When people talk about “dreams that come true” they usually
have in mind beneficial situations that they have dreamt about and which they
wish can become reality. However, there have also been instances of people
dreaming about their own demises, and which have indeed come true.
Abraham Lincoln
President Abraham Lincoln was in a sombre mood at the White
House on 11th April 1865. He told his guests at an evening function
that he had had a vivid dream a few nights before in which he had walked into
the East Room of the White House and found a corpse lying on a catafalque, surrounded
by mourners. He was told that the body was that of the President, who had been
killed by an assassin.
Three days later Abraham Lincoln was shot in the head by John
Wilkes Booth during a performance at Ford’s Theatre. He died the following morning.
Thomas, Lord Lyttleton
Lord Lyttelton was 35 years old in 1779. He told his friends
that he had had a disturbing dream on the night of 24th November, at
around midnight. He said that a woman dressed in white pointed at him and said
that he would be dead within three days.
Lyttleton was clearly troubled by this prediction and left
town for his country estate in Surrey in the hope that the three days would
pass uneventfully. On 27th November he went to his room at about 11
o’clock, clearly convinced that he was now safe. His servant helped him to
undress and left the room for a few minutes. When he returned the young man was
having a fit from which he failed to recover. He was dead before midnight.
Robert Morris
Robert Morris was a tobacco planter in pre-Revolution
America. He was invited to inspect a warship but turned down the invitation on
the grounds that he had had a dream in which he was killed when one of the
cannons was fired. The ship’s captain was disappointed by this refusal and told
Morris that no guns would be fired in salute until he was safely back on shore,
and this was enough to persuade Morris to change his mind.
The visit proceeded as planned and the boat taking the
visiting party back from the ship was on its way when a fly landed on the
captain’s nose. He waved his hand to brush it away and the sailor in charge of
the salute gun took this as his signal to fire. Robert Morris was killed by
shrapnel from the shot, just as in his dream.
Spooky or what?
The thing about dreams is that they are created by the
subconscious from elements that are already present somewhere in the brain. Abraham
Lincoln was convinced that dreams were sent by angels and were therefore
messages from God, but he must also have been aware that he was an object of hatred
for many Americans in the defeated South. A dream of his demise was therefore a
high possibility. The timing of dream and fulfilment was what made the event “spooky”.
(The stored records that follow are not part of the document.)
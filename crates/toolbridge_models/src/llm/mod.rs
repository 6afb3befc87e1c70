//! LLM (Large Language Model) generation capabilities.
//!
//! This module provides the core traits and types for text generation
//! with LLMs, including support for:
//!
//! - Text generation with tool calling
//! - Structured outputs
//! - Event streams

mod error;
mod model;
mod provider;
mod stream;
mod types;

pub use error::{ExtractionError, GenerationError};
pub use model::Llm;
pub use provider::LlmProvider;
pub use stream::{GenerationStream, StreamEvent, replay};
pub use types::{
    AssistantBlock, GenerationRequest, GenerationResponse, Message, ReasoningBlock, TextBlock,
    ToolCall, ToolChoice, ToolDefinition, ToolFunction, ToolResult, ToolResultStatus, Usage,
    UserBlock,
};
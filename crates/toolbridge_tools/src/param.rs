//! Typed access to a tool call's arguments.

use crate::error::ToolError;
use serde::de::DeserializeOwned;
use serde_json::{Map, Value};

/// A function call request with name and JSON parameters.
///
/// Handlers of [`FunctionTool`](crate::FunctionTool)s receive one of these
/// after the arguments passed schema validation.
#[derive(Debug, Clone, serde::Serialize, serde::Deserialize)]
pub struct FunctionCall {
    /// Function name.
    pub name: String,
    /// Parameters as a JSON object map.
    pub parameters: Map<String, Value>,
}

impl FunctionCall {
    /// Creates a new function call.
    pub fn new(name: impl Into<String>, parameters: Map<String, Value>) -> Self {
        Self {
            name: name.into(),
            parameters,
        }
    }

    /// Creates a function call from a [`Value`]. `null` becomes an empty map.
    ///
    /// # Errors
    ///
    /// Returns [`ToolError::ParameterError`] if `parameters` is neither an
    /// object nor `null`.
    pub fn from_value(name: impl Into<String>, parameters: Value) -> Result<Self, ToolError> {
        match parameters {
            Value::Object(map) => Ok(Self::new(name, map)),
            Value::Null => Ok(Self::new(name, Map::new())),
            _ => Err(ToolError::parameter_error("Parameters must be an object")),
        }
    }

    /// Deserializes a required parameter by name.
    ///
    /// # Errors
    ///
    /// Returns [`ToolError::ParameterError`] if the parameter is missing or
    /// has the wrong shape.
    pub fn get_param<T: DeserializeOwned>(&self, name: &str) -> Result<T, ToolError> {
        let value = self
            .parameters
            .get(name)
            .ok_or_else(|| ToolError::parameter_error(format!("Missing parameter: {name}")))?;

        serde_json::from_value(value.clone()).map_err(|err| {
            ToolError::parameter_error(format!("Failed to deserialize parameter '{name}': {err}"))
        })
    }

    /// Deserializes an optional parameter by name. Returns `None` if missing or null.
    ///
    /// # Errors
    ///
    /// Returns [`ToolError::ParameterError`] if the parameter is present but
    /// has the wrong shape.
    pub fn get_optional_param<T: DeserializeOwned>(
        &self,
        name: &str,
    ) -> Result<Option<T>, ToolError> {
        match self.parameters.get(name) {
            None => Ok(None),
            Some(value) if value.is_null() => Ok(None),
            Some(value) => serde_json::from_value(value.clone())
                .map(Some)
                .map_err(|err| {
                    ToolError::parameter_error(format!(
                        "Failed to deserialize parameter '{name}': {err}"
                    ))
                }),
        }
    }

    /// Deserializes the whole argument object into `T`.
    ///
    /// # Errors
    ///
    /// Returns [`ToolError::ParameterError`] if the arguments do not fit `T`.
    pub fn parse<T: DeserializeOwned>(&self) -> Result<T, ToolError> {
        serde_json::from_value(Value::Object(self.parameters.clone())).map_err(|err| {
            ToolError::parameter_error(format!("Failed to deserialize arguments: {err}"))
        })
    }
}

#[cfg(test)]
mod tests {
    use super::*;
    use serde_json::json;

    fn call() -> FunctionCall {
        FunctionCall::from_value("quote", json!({"symbol": "IBM", "limit": 3, "note": null}))
            .unwrap()
    }

    #[test]
    fn required_params() {
        let call = call();
        assert_eq!(call.get_param::<String>("symbol").unwrap(), "IBM");
        assert!(matches!(
            call.get_param::<String>("missing"),
            Err(ToolError::ParameterError(msg)) if msg == "Missing parameter: missing"
        ));
        assert!(call.get_param::<u32>("symbol").is_err());
    }

    #[test]
    fn optional_params() {
        let call = call();
        assert_eq!(call.get_optional_param::<u32>("limit").unwrap(), Some(3));
        assert_eq!(call.get_optional_param::<String>("note").unwrap(), None);
        assert_eq!(call.get_optional_param::<String>("absent").unwrap(), None);
    }

    #[test]
    fn from_value_rejects_non_objects() {
        assert!(FunctionCall::from_value("x", json!("text")).is_err());
        assert!(FunctionCall::from_value("x", Value::Null).unwrap().parameters.is_empty());
    }
}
The death of Thomas Lord Lyttleton was also not to be
wondered at. Given that he took the dream seriously, it is entirely possibly
that his brain could not cope with the pressure and brought on a fit. Had his
servant had some medical or first aid knowledge it is possible that he might
have survived the fit, but that is mere speculation. The “fit” might have been
a stroke or brain haemorrhage that was more likely to be fatal.
The story of Robert Morris comes closer to “spooky” than the
other two. Morris was clearly worried about being close to a discharging gun,
and the prospect of having to attend a function where this would happen was presumably
what inspired the dream. The tragic outcome, caused by a fly and a misunderstanding,
must be put down to coincidence.
There must also be plenty of cases in which dreams of death
have not come true, and even more in which nobody has known about such dreams
because the dreamer chose not to relate it to someone else.